● WHAT YOU HAVE TO DO:
For the records below, tally the lines that contain "TokioSleeper" and give only that number.

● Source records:
= = =

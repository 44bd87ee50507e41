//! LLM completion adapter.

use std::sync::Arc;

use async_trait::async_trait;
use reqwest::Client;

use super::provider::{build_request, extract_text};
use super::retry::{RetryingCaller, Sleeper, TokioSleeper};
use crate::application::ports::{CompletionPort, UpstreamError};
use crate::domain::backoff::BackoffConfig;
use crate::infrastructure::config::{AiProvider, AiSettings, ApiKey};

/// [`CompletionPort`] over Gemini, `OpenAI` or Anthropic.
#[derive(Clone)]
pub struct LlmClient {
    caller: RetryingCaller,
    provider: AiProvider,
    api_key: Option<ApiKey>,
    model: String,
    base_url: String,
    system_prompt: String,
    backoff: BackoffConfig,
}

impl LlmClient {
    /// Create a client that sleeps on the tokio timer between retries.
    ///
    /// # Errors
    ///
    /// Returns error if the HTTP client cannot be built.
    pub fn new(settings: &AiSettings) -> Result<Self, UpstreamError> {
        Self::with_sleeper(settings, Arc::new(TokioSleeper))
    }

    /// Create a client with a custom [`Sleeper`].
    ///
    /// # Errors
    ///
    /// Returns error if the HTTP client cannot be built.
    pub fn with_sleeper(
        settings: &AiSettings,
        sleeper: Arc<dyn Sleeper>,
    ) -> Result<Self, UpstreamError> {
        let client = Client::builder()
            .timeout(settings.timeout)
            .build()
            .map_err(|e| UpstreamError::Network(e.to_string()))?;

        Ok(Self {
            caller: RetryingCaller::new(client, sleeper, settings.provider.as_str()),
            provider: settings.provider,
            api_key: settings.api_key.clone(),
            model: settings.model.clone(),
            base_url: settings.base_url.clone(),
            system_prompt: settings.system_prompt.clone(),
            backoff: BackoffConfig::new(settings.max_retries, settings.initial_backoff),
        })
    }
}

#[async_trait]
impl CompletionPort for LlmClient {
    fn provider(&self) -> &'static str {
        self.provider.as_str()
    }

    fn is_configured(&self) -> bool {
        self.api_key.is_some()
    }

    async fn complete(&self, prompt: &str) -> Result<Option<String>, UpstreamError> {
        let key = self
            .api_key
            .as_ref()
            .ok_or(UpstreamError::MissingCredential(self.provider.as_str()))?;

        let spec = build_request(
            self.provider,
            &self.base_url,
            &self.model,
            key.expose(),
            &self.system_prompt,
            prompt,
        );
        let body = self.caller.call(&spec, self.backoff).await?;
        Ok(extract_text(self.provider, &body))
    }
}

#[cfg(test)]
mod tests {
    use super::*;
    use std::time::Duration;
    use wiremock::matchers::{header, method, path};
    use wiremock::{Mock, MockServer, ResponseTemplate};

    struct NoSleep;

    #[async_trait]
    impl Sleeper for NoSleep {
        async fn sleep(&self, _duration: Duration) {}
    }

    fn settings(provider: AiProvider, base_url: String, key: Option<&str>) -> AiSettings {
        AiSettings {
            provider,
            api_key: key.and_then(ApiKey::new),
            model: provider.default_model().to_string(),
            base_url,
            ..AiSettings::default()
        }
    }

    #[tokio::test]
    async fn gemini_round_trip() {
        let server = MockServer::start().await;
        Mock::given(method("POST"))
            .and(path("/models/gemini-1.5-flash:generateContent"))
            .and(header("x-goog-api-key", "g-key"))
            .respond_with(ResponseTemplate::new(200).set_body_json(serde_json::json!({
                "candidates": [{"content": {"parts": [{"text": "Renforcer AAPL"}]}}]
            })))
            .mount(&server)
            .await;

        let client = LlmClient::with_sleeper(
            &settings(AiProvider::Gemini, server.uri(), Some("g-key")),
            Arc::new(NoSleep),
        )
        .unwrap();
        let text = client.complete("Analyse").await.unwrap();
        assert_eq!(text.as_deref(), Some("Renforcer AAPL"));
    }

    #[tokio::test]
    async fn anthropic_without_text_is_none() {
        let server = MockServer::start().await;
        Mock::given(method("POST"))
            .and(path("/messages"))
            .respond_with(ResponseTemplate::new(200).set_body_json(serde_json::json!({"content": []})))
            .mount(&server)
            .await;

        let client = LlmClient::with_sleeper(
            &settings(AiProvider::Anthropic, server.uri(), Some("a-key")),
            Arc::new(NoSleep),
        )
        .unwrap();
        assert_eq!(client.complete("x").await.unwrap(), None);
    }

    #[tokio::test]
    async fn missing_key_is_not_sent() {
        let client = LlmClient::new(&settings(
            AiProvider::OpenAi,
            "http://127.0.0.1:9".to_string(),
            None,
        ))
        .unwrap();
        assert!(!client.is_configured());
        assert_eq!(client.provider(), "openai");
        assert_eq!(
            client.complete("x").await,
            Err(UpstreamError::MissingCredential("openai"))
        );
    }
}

= = =

● RESULT FOR THIS TASK:
2